Rediscovery 22: Listen? Listen!

“Intrusive, thoughtless people!” said K. as he turned back into the room. The supervisor may have agreed with him, at least K. thought that was what he saw from the corner of his eye. But it was just as possible that he had not even been listening as he had his hand pressed firmly down on the table and seemed to be comparing the length of his fingers.”
Franz Kafka, “The Trial”

To listen is to hear something with thoughtful attention. This is exactly what I had been loving to do for many years. “Thoughtless people!” I exclaimed like K. from ‘The Trial’ in many occasions, amazed by the blatant lack of listening I stumbled upon.

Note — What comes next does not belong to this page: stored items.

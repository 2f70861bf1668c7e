//! Graph API request engine
//!
//! Every operation funnels through the same path: query options become a
//! resource URL, content becomes a body, the executor performs the call
//! with the current bearer token, and the interpreter classifies the JSON
//! envelope. Collection pages can then be continued with the paginator.
//!
//! # Module Structure
//!
//! - [`auth`] - Bearer token capability consumed by the executor
//! - [`query`] - OData query options and URL construction
//! - [`content`] - Request body serialization
//! - [`request`] - Request description, methods and header normalization
//! - [`http`] - HTTP execution against the configured base address
//! - [`response`] - Envelope classification and result shaping
//! - [`paginator`] - Next-link pagination
//! - [`client`] - Facade exposing the verbs
//!
//! # Example
//!
//! ```ignore
//! use graphverb::graph::{AuthContext, GraphClient, QueryOptions};
//! use graphverb::config::GraphSettings;
//!
//! async fn example() -> graphverb::Result<()> {
//!     let client = GraphClient::new(GraphSettings::default(), AuthContext::static_token("t"))?;
//!     let users = client
//!         .list_all("users", QueryOptions::new().select(["id", "displayName"]))
//!         .await?;
//!     Ok(())
//! }
//! ```

pub mod auth;
pub mod client;
pub mod content;
pub mod http;
pub mod paginator;
pub mod query;
pub mod request;
pub mod response;

pub use auth::{
    AccessToken, AuthContext, CachingProvider, EnvToken, StaticToken, TokenProvider,
};
pub use client::{GraphClient, SettingsHandle};
pub use content::{Content, PreparedBody};
pub use http::{GraphHttpClient, RawResponse};
pub use paginator::Paginator;
pub use query::QueryOptions;
pub use request::{Headers, Method, RequestSpec};
pub use response::{CallKind, CollectionPage, Output, ResponseEnvelope};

But then, my small universe gradually became noisier with more people, stories, interruptions getting in and a growing number of roles to play. Listening, once natural and fundamental, became challenging. It was overshadowed by a cacophony of noises and options. The option to multitask while hearing someone/something, to let my thoughts take me somewhere else in a conversation, to value my busyness more than the chance to discuss and reflect on what I heard.

Amid all these options, when to opt for listening and how to dedicate my full attention to what is being said? A tough question in a noisy and fast-paced world. One that requires an ongoing reflection on what matters and a pinch of discipline… with no guarantee for success. What is certain for me, though, is my rediscovery of listening in all its aspects as a means of connecting, appreciating, learning, reflecting, developing, and much more.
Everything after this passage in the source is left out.